The California Department of Food and Agriculture last year developed an action plan to try to eradicate the pests if they were to enter the state. State officials have asked the public to look for egg masses outdoors. If a bug is found, they recommend grabbing it and placing it in a container where it can’t escape, snapping a photo and reporting it to the CDFA Pest Hotline at (800) 491-1899

The metal art installation on which the eggs were found was shipped to California in late March from New York, where the insects have been a persistent problem. After 11 viable egg masses were spotted at the Truckee Border Protection Station, the 30-foot-tall artwork was sent back to Nevada, where officials discovered an additional 30 egg masses. The art was power washed with detergent and then sent on its way again to Truckee, according to the association.

By the time the installation reached Sonoma County on April 4, the owner agreed to allow officials to open up the hollow beams in the artwork to inspect it further. Inside, they found an additional three egg masses and searched until they were confident no other eggs were present.

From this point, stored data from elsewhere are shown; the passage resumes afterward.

//! Sign-up, login and logout.

use axum::{
    Form, Router,
    extract::{Query, State},
    response::IntoResponse,
    routing::get,
};
use axum_extra::extract::{
    CookieJar,
    cookie::{Cookie, SameSite},
};
use yatube_common::AppError;
use yatube_core::CreateUserInput;
use yatube_db::entities::user;

use crate::error::PageResult;
use crate::extractors::{MaybeAuthUser, NextQuery};
use crate::forms::{FormErrors, LoginForm, NON_FIELD_ERRORS, SignupForm};
use crate::middleware::{AppState, SESSION_COOKIE};
use crate::response::Found;
use crate::templates::users::{self, LoggedOutContext, LoginContext, SignupContext};
use crate::urls;

pub fn router() -> Router<AppState> {
    Router::new()
        .route("/signup/", get(signup_form).post(signup))
        .route("/login/", get(login_form).post(login))
        .route("/logout/", get(logout))
}

fn session_cookie(state: &AppState, token: String) -> Cookie<'static> {
    Cookie::build((SESSION_COOKIE, token))
        .path("/")
        .http_only(true)
        .same_site(SameSite::Lax)
        .secure(state.secure_cookies)
        .build()
}

fn start_session(state: &AppState, jar: CookieJar, user: &user::Model) -> PageResult<CookieJar> {
    let token = user
        .token
        .clone()
        .ok_or_else(|| AppError::Internal(format!("User {} has no session token", user.id)))?;
    Ok(jar.add(session_cookie(state, token)))
}

async fn signup_form(MaybeAuthUser(viewer): MaybeAuthUser) -> PageResult {
    Ok(users::signup(
        &SignupContext {
            form: SignupForm::default(),
        },
        viewer.as_ref(),
    ))
}

async fn signup(
    State(state): State<AppState>,
    jar: CookieJar,
    Form(mut form): Form<SignupForm>,
) -> PageResult {
    if !form.validate() {
        return Ok(users::signup(&SignupContext { form }, None));
    }

    let name = Some(form.name.trim().to_string()).filter(|n| !n.is_empty());
    let input = CreateUserInput {
        username: form.username.trim().to_string(),
        password: form.password.clone(),
        name,
    };

    match state.user_service.create(input).await {
        Ok(user) => {
            let jar = start_session(&state, jar, &user)?;
            Ok((jar, Found::to(urls::INDEX)).into_response())
        }
        Err(AppError::Validation(msg)) => {
            form.errors = FormErrors::from_validation(&msg, &SignupForm::FIELDS);
            Ok(users::signup(&SignupContext { form }, None))
        }
        Err(AppError::Conflict(_)) => {
            form.errors
                .add("username", "A user with that username already exists.");
            Ok(users::signup(&SignupContext { form }, None))
        }
        Err(e) => Err(e.into()),
    }
}

async fn login_form(
    MaybeAuthUser(viewer): MaybeAuthUser,
    Query(query): Query<NextQuery>,
) -> PageResult {
    let form = LoginForm {
        next: query.next,
        ..LoginForm::default()
    };
    Ok(users::login(&LoginContext { form }, viewer.as_ref()))
}

async fn login(
    State(state): State<AppState>,
    jar: CookieJar,
    Form(mut form): Form<LoginForm>,
) -> PageResult {
    if !form.validate() {
        return Ok(users::login(&LoginContext { form }, None));
    }

    match state
        .user_service
        .authenticate(form.username.trim(), &form.password)
        .await
    {
        Ok(user) => {
            tracing::info!(user_id = %user.id, username = %user.username, "Logged in");
            let jar = start_session(&state, jar, &user)?;
            let next = urls::safe_next(form.next.as_deref()).to_string();
            Ok((jar, Found::to(next)).into_response())
        }
        Err(AppError::Unauthorized) => {
            tracing::debug!(username = %form.username, "Login failed");
            form.errors.add(NON_FIELD_ERRORS, LoginForm::INVALID_LOGIN);
            Ok(users::login(&LoginContext { form }, None))
        }
        Err(e) => Err(e.into()),
    }
}

async fn logout(
    State(state): State<AppState>,
    MaybeAuthUser(viewer): MaybeAuthUser,
    jar: CookieJar,
) -> PageResult {
    if let Some(user) = viewer {
        // A new token invalidates every copy of the old cookie
        state.user_service.regenerate_token(&user.id).await?;
        tracing::info!(user_id = %user.id, username = %user.username, "Logged out");
    }

    let jar = jar.remove(Cookie::build((SESSION_COOKIE, "")).path("/"));
    Ok((jar, users::logged_out(&LoggedOutContext::default())).into_response())
}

Spotted lanternflies were first discovered in Pennsylvania in 2014 and quickly spread to nearby states, where they became a nuisance. In New York they proved to be such a problem that officials encouraged residents to kill them on sight. The pest has become so notorious that it made an appearance on “Saturday Night Live” in a 2022 skit where one viewer applauded them for capturing “the unbelievable hubris of the lanternfly.”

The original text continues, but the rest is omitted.